INFORMATION SHOWN:

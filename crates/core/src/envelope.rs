//! Normalized error envelope.
//!
//! Every failure the gateway reports to the browser has this shape, whatever
//! went wrong underneath (transport, upstream rejection, bad local input).

use serde::{Deserialize, Serialize};
use serde_json::Value;

/// Message used when the upstream could not be reached at all.
pub const NO_RESPONSE_MESSAGE: &str = "No response from Server";

/// Fallback message when neither the payload nor the status says anything useful.
pub const GENERIC_FAILURE_MESSAGE: &str = "Request failed";

#[derive(Debug, Clone, PartialEq, Serialize, Deserialize)]
pub struct ErrorEnvelope {
    pub status: u16,
    pub message: String,
    #[serde(default, skip_serializing_if = "Option::is_none")]
    pub raw: Option<Value>,
}

impl ErrorEnvelope {
    pub fn new(status: u16, message: impl Into<String>) -> Self {
        Self {
            status,
            message: message.into(),
            raw: None,
        }
    }

    /// Attach the upstream payload verbatim.
    pub fn with_raw(mut self, raw: Value) -> Self {
        self.raw = Some(raw);
        self
    }

    /// Upstream never answered. Deliberately carries no upstream detail.
    pub fn no_response() -> Self {
        Self::new(503, NO_RESPONSE_MESSAGE)
    }

    pub fn bad_request(message: impl Into<String>) -> Self {
        Self::new(400, message)
    }

    /// Build an envelope from an upstream error payload.
    ///
    /// The message is taken from the payload when it carries one, otherwise
    /// `fallback` is used. A `null` payload is not kept as `raw`.
    pub fn from_payload(status: u16, payload: Value, fallback: &str) -> Self {
        let message = payload_message(&payload).unwrap_or_else(|| fallback.to_string());
        let envelope = Self::new(status, message);
        if payload.is_null() {
            envelope
        } else {
            envelope.with_raw(payload)
        }
    }
}

impl core::fmt::Display for ErrorEnvelope {
    fn fmt(&self, f: &mut core::fmt::Formatter<'_>) -> core::fmt::Result {
        write!(f, "{} ({})", self.message, self.status)
    }
}

/// Pull a human readable message out of an arbitrary upstream payload.
///
/// Looks at `message`, then `error` (string), then `error.message`. A bare
/// JSON string payload is used as-is.
pub fn payload_message(payload: &Value) -> Option<String> {
    let non_empty = |s: &str| {
        let s = s.trim();
        (!s.is_empty()).then(|| s.to_string())
    };

    match payload {
        Value::String(s) => non_empty(s),
        Value::Object(map) => {
            if let Some(msg) = map.get("message").and_then(Value::as_str).and_then(non_empty) {
                return Some(msg);
            }
            match map.get("error") {
                Some(Value::String(s)) => non_empty(s),
                Some(Value::Object(inner)) => {
                    inner.get("message").and_then(Value::as_str).and_then(non_empty)
                }
                _ => None,
            }
        }
        _ => None,
    }
}
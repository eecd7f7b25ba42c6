//! `dashgate-core`: wire-level building blocks shared by the gateway and the console.
//!
//! Nothing in here performs IO.

pub mod envelope;
pub mod error;
pub mod id;

pub use envelope::ErrorEnvelope;
pub use error::IdError;
pub use id::{RequestId, RoleId, UserId};
use std::collections::{BTreeMap, HashMap};
use std::sync::Arc;

use axum::{
    extract::{Extension, Path, RawQuery, Request},
    http::Method,
    routing::{any, get, on, post, MethodFilter, MethodRouter},
    Router,
};

use crate::app::GatewayState;
use crate::context::RequestContext;
use crate::operations::{Operation, OPERATIONS};
use crate::proxy;

pub mod auth;
pub mod download;
pub mod rbac;
pub mod system;

/// Router for every browser-facing endpoint except `/health`.
pub fn router() -> Router {
    let mut by_path: BTreeMap<&'static str, MethodRouter> = BTreeMap::new();
    for op in OPERATIONS {
        let routes = match by_path.remove(op.path) {
            Some(existing) => existing.merge(proxied(op)),
            None => proxied(op),
        };
        by_path.insert(op.path, routes);
    }

    by_path
        .into_iter()
        .fold(Router::new(), |router, (path, routes)| router.route(path, routes))
        .route("/api/auth/login", post(auth::login))
        .route("/api/auth/logout", any(auth::logout))
        .route("/api/download", get(download::download))
        .nest("/api/rbac", rbac::router())
}

/// Generic handler for one catalogue entry, bound to its method.
fn proxied(op: &'static Operation) -> MethodRouter {
    let handler = move |Extension(state): Extension<Arc<GatewayState>>,
                        Extension(ctx): Extension<RequestContext>,
                        params: Option<Path<HashMap<String, String>>>,
                        RawQuery(query): RawQuery,
                        request: Request| async move {
        let params = params.map(|Path(p)| p).unwrap_or_default();
        proxy::forward(op, &state, &ctx, &params, query.as_deref(), request).await
    };
    on(method_filter(&op.method), handler)
}

fn method_filter(method: &Method) -> MethodFilter {
    if method == Method::GET {
        MethodFilter::GET
    } else if method == Method::PUT {
        MethodFilter::PUT
    } else if method == Method::PATCH {
        MethodFilter::PATCH
    } else if method == Method::DELETE {
        MethodFilter::DELETE
    } else {
        MethodFilter::POST
    }
}
//! Identifier parsing errors.

use thiserror::Error;

#[derive(Debug, Error, Clone, PartialEq, Eq)]
pub enum IdError {
    /// An identifier was not in the expected format.
    #[error("invalid identifier: {0}")]
    Invalid(String),
}

impl IdError {
    pub fn invalid(msg: impl Into<String>) -> Self {
        Self::Invalid(msg.into())
    }
}
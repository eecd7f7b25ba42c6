use thiserror::Error;

use crate::{Permission, UserProfile};

#[derive(Debug, Error, Clone, PartialEq, Eq)]
pub enum AuthzError {
    #[error("not signed in")]
    Unauthenticated,

    #[error("forbidden: missing permission '{0}'")]
    Forbidden(Permission),
}

impl AuthzError {
    /// The permission that would have granted access, if any.
    pub fn missing_permission(&self) -> Option<&Permission> {
        match self {
            AuthzError::Unauthenticated => None,
            AuthzError::Forbidden(p) => Some(p),
        }
    }
}

/// Authorize the current operator for an optional required permission.
///
/// - No IO
/// - No panics
/// - `required == None` means "any signed-in operator"
/// - an absent operator is always denied
pub fn authorize(user: Option<&UserProfile>, required: Option<&Permission>) -> Result<(), AuthzError> {
    let Some(user) = user else {
        return Err(AuthzError::Unauthenticated);
    };

    match required {
        None => Ok(()),
        Some(permission) if user.role.grants(permission) => Ok(()),
        Some(permission) => {
            tracing::debug!(user_id = %user.id, role = %user.role, %permission, "permission denied");
            Err(AuthzError::Forbidden(permission.clone()))
        }
    }
}

/// `user is present AND (permission is absent OR permission ∈ user.role.meta)`.
///
/// Every enforcement surface goes through this.
pub fn has_permission(user: Option<&UserProfile>, permission: Option<&Permission>) -> bool {
    authorize(user, permission).is_ok()
}
//! RBAC introspection endpoints.
//!
//! Lets the role admin screens list the permission identifiers this build
//! knows about and which screens they unlock. Static data, no upstream call.

use axum::{response::IntoResponse, routing::get, Json, Router};
use serde::Serialize;

use dashgate_auth::permissions::catalog;
use dashgate_auth::RouteMap;

#[derive(Debug, Serialize)]
pub struct RouteView {
    pub path: &'static str,
    pub page_access_permission: Option<String>,
}

pub fn router() -> Router {
    Router::new()
        .route("/permissions", get(list_permissions))
        .route("/routes", get(list_routes))
}

/// GET /api/rbac/permissions
pub async fn list_permissions() -> impl IntoResponse {
    let names: Vec<&str> = catalog::ALL.iter().map(|p| p.as_str()).collect();
    Json(serde_json::json!({ "permissions": names }))
}

/// GET /api/rbac/routes
pub async fn list_routes() -> impl IntoResponse {
    let routes: Vec<RouteView> = RouteMap::default()
        .entries()
        .iter()
        .map(|entry| RouteView {
            path: entry.path,
            page_access_permission: entry
                .page_access_permission
                .as_ref()
                .map(|p| p.as_str().to_string()),
        })
        .collect();
    Json(serde_json::json!({ "routes": routes }))
}
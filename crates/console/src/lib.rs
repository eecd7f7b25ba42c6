//! `dashgate-console`: the operator console's client-side core.
//!
//! - `session`: the signed-in operator, shared by everything below
//! - `gate`: page guard, capability queries and action guard
//! - `client`: talks to the gateway and keeps the session in step

pub mod client;
pub mod gate;
pub mod session;

pub use client::{ConsoleClient, ConsoleError};
pub use gate::{
    ActionGuard, Capability, CapabilityWatch, GateError, GuardedAction, Navigation, Notice, Notifier,
    PageGuard, TracingNotifier,
};
pub use session::{Session, SessionContext, SessionEvent, Subscription};
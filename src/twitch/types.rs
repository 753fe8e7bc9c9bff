use rand::Rng;
use std::collections::BTreeMap;
use twitch_irc::message::PrivmsgMessage;

use super::emotes::process_emotes;
use crate::chat::types::now_millis;
use crate::chat::{ChatMessage, InvalidMessage, Platform};
use crate::util::username_color;

/// IRCタグのうちチャット表示に使うもの
#[derive(Debug, Clone, Default, PartialEq, Eq)]
pub struct TwitchTags {
    pub display_name: Option<String>,
    pub username: Option<String>,
    /// `#RRGGBB`
    pub color: Option<String>,
    /// バッジ名 → バージョン
    pub badges: BTreeMap<String, String>,
    /// エモートID → `"start-end"` 範囲の一覧
    pub emotes: BTreeMap<String, Vec<String>>,
    pub message_id: Option<String>,
    /// サーバー側の受信時刻（エポックミリ秒）
    pub timestamp: Option<i64>,
}

/// チャンネルで受信した1件のチャットイベント
#[derive(Debug, Clone, PartialEq, Eq)]
pub struct TwitchChatEvent {
    pub channel: String,
    pub tags: TwitchTags,
    pub message: String,
    /// 自分自身が送信したメッセージか
    pub is_self: bool,
}

impl TwitchChatEvent {
    /// twitch-ircのPRIVMSGから変換
    ///
    /// `own_login` はログイン中のユーザー名（匿名接続ならNone）
    pub fn from_privmsg(msg: &PrivmsgMessage, own_login: Option<&str>) -> Self {
        let mut emotes: BTreeMap<String, Vec<String>> = BTreeMap::new();
        for emote in &msg.emotes {
            // char_rangeは終端を含まない
            if emote.char_range.end == 0 {
                continue;
            }
            emotes
                .entry(emote.id.clone())
                .or_default()
                .push(format!("{}-{}", emote.char_range.start, emote.char_range.end - 1));
        }

        let tags = TwitchTags {
            display_name: Some(msg.sender.name.clone()),
            username: Some(msg.sender.login.clone()),
            color: msg
                .name_color
                .as_ref()
                .map(|c| format!("#{:02X}{:02X}{:02X}", c.r, c.g, c.b)),
            badges: msg
                .badges
                .iter()
                .map(|b| (b.name.clone(), b.version.clone()))
                .collect(),
            emotes,
            message_id: Some(msg.message_id.clone()),
            timestamp: Some(msg.server_timestamp.timestamp_millis()),
        };

        Self {
            channel: msg.channel_login.clone(),
            tags,
            message: msg.message_text.clone(),
            is_self: own_login.is_some_and(|login| login.eq_ignore_ascii_case(&msg.sender.login)),
        }
    }

    /// 共通メッセージへ正規化して検証
    pub fn normalize(&self) -> Result<ChatMessage, InvalidMessage> {
        let username = self
            .tags
            .display_name
            .as_deref()
            .filter(|name| !name.trim().is_empty())
            .or(self.tags.username.as_deref().filter(|name| !name.trim().is_empty()))
            .unwrap_or("Anonymous")
            .to_string();

        let id = match self.tags.message_id.as_deref().filter(|id| !id.is_empty()) {
            Some(native) => format!("twitch-{}", native),
            None => format!(
                "twitch-{}-{:08x}",
                now_millis(),
                rand::thread_rng().gen::<u32>()
            ),
        };

        let color = self
            .tags
            .color
            .clone()
            .unwrap_or_else(|| username_color(&username));

        ChatMessage {
            id,
            platform: Platform::Twitch,
            emotes: process_emotes(&self.message, &self.tags.emotes),
            message: self.message.clone(),
            timestamp: self.tags.timestamp.unwrap_or_else(now_millis),
            color: Some(color),
            badges: self.tags.badges.keys().cloned().collect(),
            username,
        }
        .validate()
    }
}
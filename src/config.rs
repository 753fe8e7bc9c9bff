// =============================================================================
// 共通設定・定数モジュール
// =============================================================================
// チャット集約サービス全体で使用する設定値・定数と、
// 環境変数から読み込むアプリケーション設定を定義
// =============================================================================

use std::net::SocketAddr;
use std::time::Duration;
use thiserror::Error;

/// HTTPリクエストのデフォルトタイムアウト（秒）
///
/// バックエンドのYouTubeチャットAPIへのリクエストで使用。
/// ロングポーリング自体にはタイムアウトを設けない（ポーラー側で制御しない）。
pub const HTTP_TIMEOUT_SECS: u64 = 10;

/// 表示リストの最大保持件数
pub const MAX_MESSAGES: usize = 100;

/// 保留キューの最大件数（超過時は最も古いものを破棄）
pub const MAX_PENDING_MESSAGES: usize = 10_000;

/// バッファのフラッシュ間隔（ミリ秒）
pub const FLUSH_INTERVAL_MS: u64 = 100;

/// サーバーからポーリング間隔が返されなかった場合の待機時間（ミリ秒）
pub const DEFAULT_POLL_INTERVAL_MS: u64 = 5000;

/// 取得失敗時の再試行までの待機時間（ミリ秒）
pub const ERROR_RETRY_DELAY_MS: u64 = 10_000;

/// 再接続時の切断から初期化までの待機時間（ミリ秒）
pub const RECONNECT_DELAY_MS: u64 = 1000;

/// Twitchチャンネル参加確認の待機上限（秒）
pub const TWITCH_JOIN_TIMEOUT_SECS: u64 = 10;

const DEFAULT_HTTP_PORT: u16 = 19800;
const DEFAULT_WS_PORT: u16 = 19801;
const DEFAULT_API_BASE_URL: &str = "http://127.0.0.1:3000/api";

/// HTTPリクエストのデフォルトタイムアウト（Duration）
///
/// HTTPクライアント構築時に直接使用可能
pub fn http_timeout() -> Duration {
    Duration::from_secs(HTTP_TIMEOUT_SECS)
}

pub fn flush_interval() -> Duration {
    Duration::from_millis(FLUSH_INTERVAL_MS)
}

#[derive(Error, Debug, PartialEq)]
pub enum ConfigError {
    #[error("Invalid socket address in {name}: {value}")]
    InvalidAddr { name: &'static str, value: String },

    #[error("Invalid number in {name}: {value}")]
    InvalidNumber { name: &'static str, value: String },
}

/// 環境変数から読み込むアプリケーション設定
#[derive(Debug, Clone, PartialEq)]
pub struct AppConfig {
    /// HTTPサーバーの待受アドレス
    pub http_addr: SocketAddr,
    /// WebSocketサーバーの待受アドレス
    pub ws_addr: SocketAddr,
    /// YouTubeチャット中継APIのベースURL
    pub api_base_url: String,
    /// 中継APIへ送るBearerトークン
    pub api_token: Option<String>,
    /// 読み取るTwitchチャンネル（未設定なら接続しない）
    pub twitch_channel: Option<String>,
    /// YouTube動画ID（未設定ならシミュレーション表示）
    pub youtube_video_id: Option<String>,
    /// 表示リストの最大保持件数
    pub max_messages: usize,
}

impl Default for AppConfig {
    fn default() -> Self {
        Self {
            http_addr: SocketAddr::from(([127, 0, 0, 1], DEFAULT_HTTP_PORT)),
            ws_addr: SocketAddr::from(([127, 0, 0, 1], DEFAULT_WS_PORT)),
            api_base_url: DEFAULT_API_BASE_URL.to_string(),
            api_token: None,
            twitch_channel: None,
            youtube_video_id: None,
            max_messages: MAX_MESSAGES,
        }
    }
}

impl AppConfig {
    /// プロセス環境変数から設定を読み込む
    ///
    /// `.env` があれば先に読み込む（既存の環境変数は上書きしない）
    pub fn from_env() -> Result<Self, ConfigError> {
        dotenvy::dotenv().ok();
        Self::from_lookup(|key| std::env::var(key).ok())
    }

    /// 任意のキー検索関数から設定を構築（テスト用に分離）
    pub fn from_lookup<F>(lookup: F) -> Result<Self, ConfigError>
    where
        F: Fn(&str) -> Option<String>,
    {
        let defaults = Self::default();
        // 空文字列は未設定として扱う
        let get = |key: &str| lookup(key).map(|v| v.trim().to_string()).filter(|v| !v.is_empty());

        let http_addr = match get("CHAT_HTTP_ADDR") {
            Some(v) => parse_addr("CHAT_HTTP_ADDR", v)?,
            None => defaults.http_addr,
        };
        let ws_addr = match get("CHAT_WS_ADDR") {
            Some(v) => parse_addr("CHAT_WS_ADDR", v)?,
            None => defaults.ws_addr,
        };
        let max_messages = match get("CHAT_MAX_MESSAGES") {
            Some(v) => match v.parse::<usize>() {
                Ok(n) if n > 0 => n,
                _ => {
                    return Err(ConfigError::InvalidNumber {
                        name: "CHAT_MAX_MESSAGES",
                        value: v,
                    })
                }
            },
            None => defaults.max_messages,
        };

        Ok(Self {
            http_addr,
            ws_addr,
            api_base_url: get("CHAT_API_BASE_URL")
                .map(|url| url.trim_end_matches('/').to_string())
                .unwrap_or(defaults.api_base_url),
            api_token: get("CHAT_API_TOKEN"),
            twitch_channel: get("TWITCH_CHANNEL"),
            youtube_video_id: get("YOUTUBE_VIDEO_ID"),
            max_messages,
        })
    }
}

fn parse_addr(name: &'static str, value: String) -> Result<SocketAddr, ConfigError> {
    value
        .parse()
        .map_err(|_| ConfigError::InvalidAddr { name, value })
}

THE PROBLEM: Using the listing above, return all lines where the word "collections" occurs.

EXERCISE OUTPUT:
use std::collections::{BTreeMap, HashMap};
use std::collections::BTreeMap;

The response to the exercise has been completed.